Category: leibniz

  • Leibniz, necessity, god

    Leibniz, necessity, god

    DSC01952_33863989Philosophers no longer talk about God and if they do nobody listens. At the time of Leibniz and the Enlightenment the reverse was the case – philosophers always talked about God and if they didn’t then nobody listened. This, no doubt, was a hangover from the impregnation of Christianity that occurred in the middle ages, during which time the bastard child of philosophy and Christian apologetics is produced, what Heidegger would later call ‘onto-theology’. Being (the ontos) is spoken of within the framework of God. This is the butchery of philosophy by Augustine and Aquinas, the butchery of pagan thought by monotheistic madness. A language and framework that is in effect absent from the initial movements of Socrates and Plato comes to dominate any attempt to think. To think without God becomes, by the time of the Leibniz, almost impossible. At the same time, to think with God also becomes almost impossible. Thought is threatened by God since metaphysical abstractions now implicate God. The situation is analogous to artists under Stalin’s regime. To speak is to speak of God – or Stalin – and so to speak is to invoke danger and attention, not always a good idea.

    At the heart of Leibniz is a peculiar pairing of two seemingly opposed ideas that produces a problem. On the one hand there is the idea that the world – Being – must have a necessity to the way it is. On the other hand there is the idea that God – the supreme Being – must be free and ultimately unconstrained by anything, including any necessities of mere matter. We can encounter this problem in the following way. Let us assume that God exists and has created the world, indeed all of Being. Let us also assume, following Leibniz for a while, that the world which exists is ‘the best possible world’. Now Leibniz wants to argue that the world is the best possible world because it must be the best possible world – it is not the best by accident but because only the best possible world could exist. Thus, if God created the world and it is the best possible world is it the best possible world because God created it or did God create it because it is the best possible world.

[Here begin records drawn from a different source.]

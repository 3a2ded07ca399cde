use bytes::Bytes;
use parking_lot::RwLock;
use std::collections::HashMap;
use std::sync::atomic::{AtomicBool, Ordering};
use thiserror::Error;
use tracing::debug;

use crate::task::Locator;

#[derive(Error, Debug)]
pub enum CacheError {
    #[error("Fjall error: {0}")]
    Fjall(#[from] fjall::Error),

    #[error("Cache store is closed")]
    Closed,
}

pub type Result<T> = std::result::Result<T, CacheError>;

/// Key-value store holding raw download bodies keyed by locator
///
/// Implementations must be safe for concurrent use: a `put` for one key is
/// never observed half-written by a concurrent `get` for the same key.
pub trait CacheStore: Send + Sync + 'static {
    fn get(&self, key: &Locator) -> Result<Option<Bytes>>;

    /// Store `value`, replacing any previous entry for `key`
    fn put(&self, key: &Locator, value: Bytes) -> Result<()>;

    fn remove(&self, key: &Locator) -> Result<()>;

    /// Release the store. Later calls fail with [`CacheError::Closed`].
    fn close(&self) -> Result<()>;
}

/// In-process cache store
#[derive(Debug, Default)]
pub struct MemoryCacheStore {
    entries: RwLock<HashMap<Locator, Bytes>>,
    closed: AtomicBool,
}

impl MemoryCacheStore {
    pub fn new() -> Self {
        Self::default()
    }

    pub fn len(&self) -> usize {
        self.entries.read().len()
    }

    pub fn is_empty(&self) -> bool {
        self.entries.read().is_empty()
    }

    fn ensure_open(&self) -> Result<()> {
        if self.closed.load(Ordering::Acquire) {
            return Err(CacheError::Closed);
        }
        Ok(())
    }
}

impl CacheStore for MemoryCacheStore {
    fn get(&self, key: &Locator) -> Result<Option<Bytes>> {
        self.ensure_open()?;
        Ok(self.entries.read().get(key).cloned())
    }

    fn put(&self, key: &Locator, value: Bytes) -> Result<()> {
        self.ensure_open()?;
        self.entries.write().insert(key.clone(), value);
        Ok(())
    }

    fn remove(&self, key: &Locator) -> Result<()> {
        self.ensure_open()?;
        self.entries.write().remove(key);
        Ok(())
    }

    fn close(&self) -> Result<()> {
        if !self.closed.swap(true, Ordering::AcqRel) {
            let mut entries = self.entries.write();
            debug!(entries = entries.len(), "Memory cache released");
            entries.clear();
        }
        Ok(())
    }
}

/// Store that never holds anything
#[derive(Debug, Default, Clone, Copy)]
pub struct NullCacheStore;

impl CacheStore for NullCacheStore {
    fn get(&self, _key: &Locator) -> Result<Option<Bytes>> {
        Ok(None)
    }

    fn put(&self, _key: &Locator, _value: Bytes) -> Result<()> {
        Ok(())
    }

    fn remove(&self, _key: &Locator) -> Result<()> {
        Ok(())
    }

    fn close(&self) -> Result<()> {
        Ok(())
    }
}

#[cfg(test)]
mod tests {
    use super::*;
    use std::sync::Arc;

    #[test]
    fn test_memory_put_get_remove() {
        let store = MemoryCacheStore::new();
        let key = Locator::new("https://example.com/a");

        assert!(store.get(&key).unwrap().is_none());
        store.put(&key, Bytes::from_static(b"one")).unwrap();
        store.put(&key, Bytes::from_static(b"two")).unwrap();
        assert_eq!(store.get(&key).unwrap().unwrap(), Bytes::from_static(b"two"));
        assert_eq!(store.len(), 1);

        store.remove(&key).unwrap();
        assert!(store.get(&key).unwrap().is_none());
        assert!(store.is_empty());
    }

    #[test]
    fn test_memory_close_rejects_access() {
        let store = MemoryCacheStore::new();
        let key = Locator::new("k");
        store.put(&key, Bytes::from_static(b"v")).unwrap();

        store.close().unwrap();
        store.close().unwrap();
        assert!(matches!(store.get(&key), Err(CacheError::Closed)));
        assert!(matches!(store.put(&key, Bytes::new()), Err(CacheError::Closed)));
        assert!(store.is_empty());
    }

    #[test]
    fn test_memory_concurrent_puts_never_tear() {
        let store = Arc::new(MemoryCacheStore::new());
        let key = Locator::new("shared");
        let a = Bytes::from(vec![b'a'; 4096]);
        let b = Bytes::from(vec![b'b'; 4096]);

        let writers: Vec<_> = [a.clone(), b.clone()]
            .into_iter()
            .map(|value| {
                let store = Arc::clone(&store);
                let key = key.clone();
                std::thread::spawn(move || {
                    for _ in 0..100 {
                        store.put(&key, value.clone()).unwrap();
                    }
                })
            })
            .collect();

        for _ in 0..100 {
            if let Some(value) = store.get(&key).unwrap() {
                assert!(value == a || value == b);
            }
        }
        for writer in writers {
            writer.join().unwrap();
        }
    }

    #[test]
    fn test_null_store_always_misses() {
        let store = NullCacheStore;
        let key = Locator::new("k");
        store.put(&key, Bytes::from_static(b"v")).unwrap();
        assert!(store.get(&key).unwrap().is_none());
    }
}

    The problem is right here – was God forced by ‘some sort of necessity’ to create the world as it is because it is the best possible world that there could be? Did God have no choice over how the world is – or even that the world is? If this is the case, then God is powerless in the face of this necessity – nothing more than an empty origin.

    The situation gets worse, however, if we try and say that the world is the best possible world because God created it. If God is free to create any world and the world that is created is the best possible world then we can ask why is this world better than any other? It must be because God chose the best, between more than one option– but for it to be the best there must be some reason that can be given, it must be more than a mere whim of God. God, then, becomes again subject to the reason behind the choice of one world over another and couldn’t have acted freely if he acted rationally since he would have had no choice. Alternatively the world is a mere whim and in that case it cannot be said to be in any real sense the best. Either the world has a necessity – in which case God is subject to that necessity – or it is a mere whim, in which case it might very well have been different, indeed it might still now be very different from the way we experience it. If the world is a whim of God we are left with the problem of the Caliph’s vision1.

    It’s not just Leibniz who works with this difficulty. In Descartes too we find the problem of why and how God relates to Being. If God is given complete freedom then what’s to stop him from having a huge joke at our expense? What prevents God from making the false seem true and the true seem false, from making the appearance radically different from the reality? If we respond, because God is good, then surely if God is good he would have created the best of all possible worlds and then we are back to the lack of freedom on the part of God. God is free and the world is possibly a joke or the world is necessarily the way it must be – the best – and thus God is no more and no less free in his creativity than the mathematician is in the production of a solution to a given problem.

    1 Nicholas Rescher, following Bertrand Russell, poses the problem as a formal dilemma and as follows – ‘According to the Principle of Perfection [what I have been referring to here as ‘the best of all possible worlds] God acts in the most perfect way possible with regard to the creation of the world, and he does so either necessarily or freely. If he does so necessarily his freedom is destroyed, and all that follows as a result of his perfection – i.e., everything that happens in the world – is necessary. If he does so freely, in accord with Leibniz’s principle, a sufficient reason must be adduced for this free act, and this in turn must be either free or necessitated. Thus an infinite regress is initiated.’ (Rescher, 1967: 43-44) Rescher’s formulation of the formal problem (that of an infinite regress) avoids the problem of the powers or forces at play in the inter-relation between the concepts of God and Necessity.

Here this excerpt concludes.